WHAT YOU HAVE TO DO
Only one span belongs in the answer: the line holding "Ok(descriptors.len())" through the last line of the entries below, retyped exactly.
++++ DATA SUPPLIED
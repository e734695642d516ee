//! Consumer loop driving the engine from the loader's batch queue.

use std::sync::Arc;

use image::DynamicImage;
use tokio::runtime::{Handle, RuntimeFlavor};
use tokio_util::sync::CancellationToken;
use tracing::{debug, error, info, warn};

use super::{EngineError, InferenceEngine, InferenceError, RunOutcome, RunSummary};
use crate::loader::{LoaderConfig, TileBatch, TileLoader};
use crate::progress::{ProgressListener, ProgressTracker};
use crate::region::RegionSource;
use crate::tile::{ClassificationResult, TileDescriptor};

/// Terminal progress message for a cancelled run.
pub const INTERRUPTED_MESSAGE: &str = "Inference interrupted!";

/// Terminal progress message for a failed run.
pub const FAILED_MESSAGE: &str = "Inference failed!";

/// Why the consumer loop stopped.
enum Stop {
    Drained,
    Cancelled,
}

/// Runs an [`InferenceEngine`] over a set of tiles.
///
/// The runner owns the consumer side of the pipeline: it starts a
/// [`TileLoader`], drains batches until every worker has sent its sentinel,
/// calls the engine once per batch and writes results back onto the tile
/// descriptors.
pub struct InferenceRunner<E> {
    engine: E,
    progress: Arc<dyn ProgressListener>,
}

impl<E: InferenceEngine> InferenceRunner<E> {
    pub fn new(engine: E, progress: Arc<dyn ProgressListener>) -> Self {
        Self { engine, progress }
    }

    pub fn engine(&self) -> &E {
        &self.engine
    }

    /// Classifies `tiles`.
    ///
    /// Returns [`RunOutcome::Cancelled`] if `cancel` fires before all
    /// workers finish. Engine failures and lost workers are fatal.
    ///
    /// The engine is synchronous. On a multi-thread runtime each
    /// `batch_predict` call runs under [`tokio::task::block_in_place`] so
    /// other tasks keep running; on a current-thread runtime (as used by
    /// [`InferenceRunner::run_blocking`]) it runs inline and nothing else on
    /// that runtime makes progress until the call returns.
    pub async fn run(
        &mut self,
        tiles: Vec<Arc<TileDescriptor>>,
        source: Arc<dyn RegionSource>,
        config: &LoaderConfig,
        cancel: &CancellationToken,
    ) -> Result<RunOutcome, InferenceError> {
        let tracker = ProgressTracker::new(tiles.len());

        if tiles.is_empty() {
            warn!("No tiles to process!");
            return Ok(RunOutcome::Completed(summary(&tracker, 0)));
        }

        let mut loader = TileLoader::start(tiles, source, config, cancel)?;
        let mut batches = 0;
        self.progress.report(Some(&tracker.progress_message()), Some(0.0));

        let result = self
            .consume(&mut loader, &tracker, &mut batches, cancel)
            .await;

        let reports = loader.shutdown(config.shutdown_ceiling()).await;
        let read_failures: usize = reports.iter().map(|r| r.read_failures).sum();
        let summary = summary(&tracker, batches);

        match result {
            Ok(Stop::Drained) => {
                self.progress
                    .report(Some(&tracker.completion_message()), Some(1.0));
                info!(
                    total = summary.total,
                    processed = summary.processed,
                    dropped = summary.dropped(),
                    read_failures,
                    batches = summary.batches,
                    elapsed_ms = summary.elapsed.as_millis() as u64,
                    "Inference completed"
                );
                Ok(RunOutcome::Completed(summary))
            }
            Ok(Stop::Cancelled) => {
                self.progress.report(Some(INTERRUPTED_MESSAGE), Some(1.0));
                warn!(
                    processed = summary.processed,
                    total = summary.total,
                    "Inference cancelled"
                );
                Ok(RunOutcome::Cancelled(summary))
            }
            Err(e) => {
                self.progress.report(Some(FAILED_MESSAGE), Some(1.0));
                error!(
                    processed = summary.processed,
                    total = summary.total,
                    error = %e,
                    "Inference failed"
                );
                Err(e)
            }
        }
    }

    /// Blocking wrapper around [`InferenceRunner::run`] on a current-thread
    /// runtime.
    pub fn run_blocking(
        &mut self,
        tiles: Vec<Arc<TileDescriptor>>,
        source: Arc<dyn RegionSource>,
        config: &LoaderConfig,
        cancel: &CancellationToken,
    ) -> Result<RunOutcome, InferenceError> {
        let runtime = tokio::runtime::Builder::new_current_thread()
            .enable_time()
            .build()
            .map_err(InferenceError::Runtime)?;

        runtime.block_on(self.run(tiles, source, config, cancel))
    }

    async fn consume(
        &mut self,
        loader: &mut TileLoader,
        tracker: &ProgressTracker,
        batches: &mut usize,
        cancel: &CancellationToken,
    ) -> Result<Stop, InferenceError> {
        let expected = loader.num_workers();
        let mut sentinels = 0;

        while sentinels < expected {
            let next = tokio::select! {
                biased;

                _ = cancel.cancelled() => return Ok(Stop::Cancelled),

                next = loader.next_batch() => next,
            };

            let Some(batch) = next else {
                return Err(InferenceError::WorkersLost {
                    expected,
                    received: sentinels,
                });
            };

            if batch.is_sentinel() {
                sentinels += 1;
                debug!(
                    worker = batch.worker(),
                    sentinels, expected, "Loader worker finished"
                );
                continue;
            }

            if batch.is_empty() {
                continue;
            }

            let classified = self.process_batch(batch)?;
            tracker.record(classified);
            *batches += 1;

            self.progress
                .report(Some(&tracker.progress_message()), Some(tracker.fraction()));
        }

        Ok(Stop::Drained)
    }

    fn process_batch(&mut self, batch: TileBatch) -> Result<usize, InferenceError> {
        let worker = batch.worker();
        let (images, descriptors) = batch.into_parts();

        let results = predict(&mut self.engine, &images)?;
        if results.len() != descriptors.len() {
            return Err(InferenceError::ResultCountMismatch {
                expected: descriptors.len(),
                actual: results.len(),
            });
        }

        for (descriptor, result) in descriptors.iter().zip(results) {
            descriptor.attach_classification(result)?;
        }

        debug!(worker, size = descriptors.len(), "Classified batch");
        Ok(descriptors.len())
    }
}

/// Calls the engine, stepping off the async worker when the runtime allows it.
fn predict<E: InferenceEngine>(
    engine: &mut E,
    images: &[DynamicImage],
) -> Result<Vec<ClassificationResult>, EngineError> {
    match Handle::try_current().map(|handle| handle.runtime_flavor()) {
        Ok(RuntimeFlavor::MultiThread) => {
            tokio::task::block_in_place(|| engine.batch_predict(images))
        }
        _ => engine.batch_predict(images),
    }
}

fn summary(tracker: &ProgressTracker, batches: usize) -> RunSummary {
    RunSummary {
        total: tracker.total(),
        processed: tracker.processed(),
        batches,
        elapsed: tracker.elapsed(),
    }
}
++++++++
RESPONSE TO THIS TASK
        Ok(descriptors.len())
    }
}

/// Calls the engine, stepping off the async worker when the runtime allows it.
fn predict<E: InferenceEngine>(
    engine: &mut E,
    images: &[DynamicImage],
) -> Result<Vec<ClassificationResult>, EngineError> {
    match Handle::try_current().map(|handle| handle.runtime_flavor()) {
        Ok(RuntimeFlavor::MultiThread) => {
            tokio::task::block_in_place(|| engine.batch_predict(images))
        }
        _ => engine.batch_predict(images),
    }
}

fn summary(tracker: &ProgressTracker, batches: usize) -> RunSummary {
    RunSummary {
        total: tracker.total(),
        processed: tracker.processed(),
        batches,
        elapsed: tracker.elapsed(),
    }
}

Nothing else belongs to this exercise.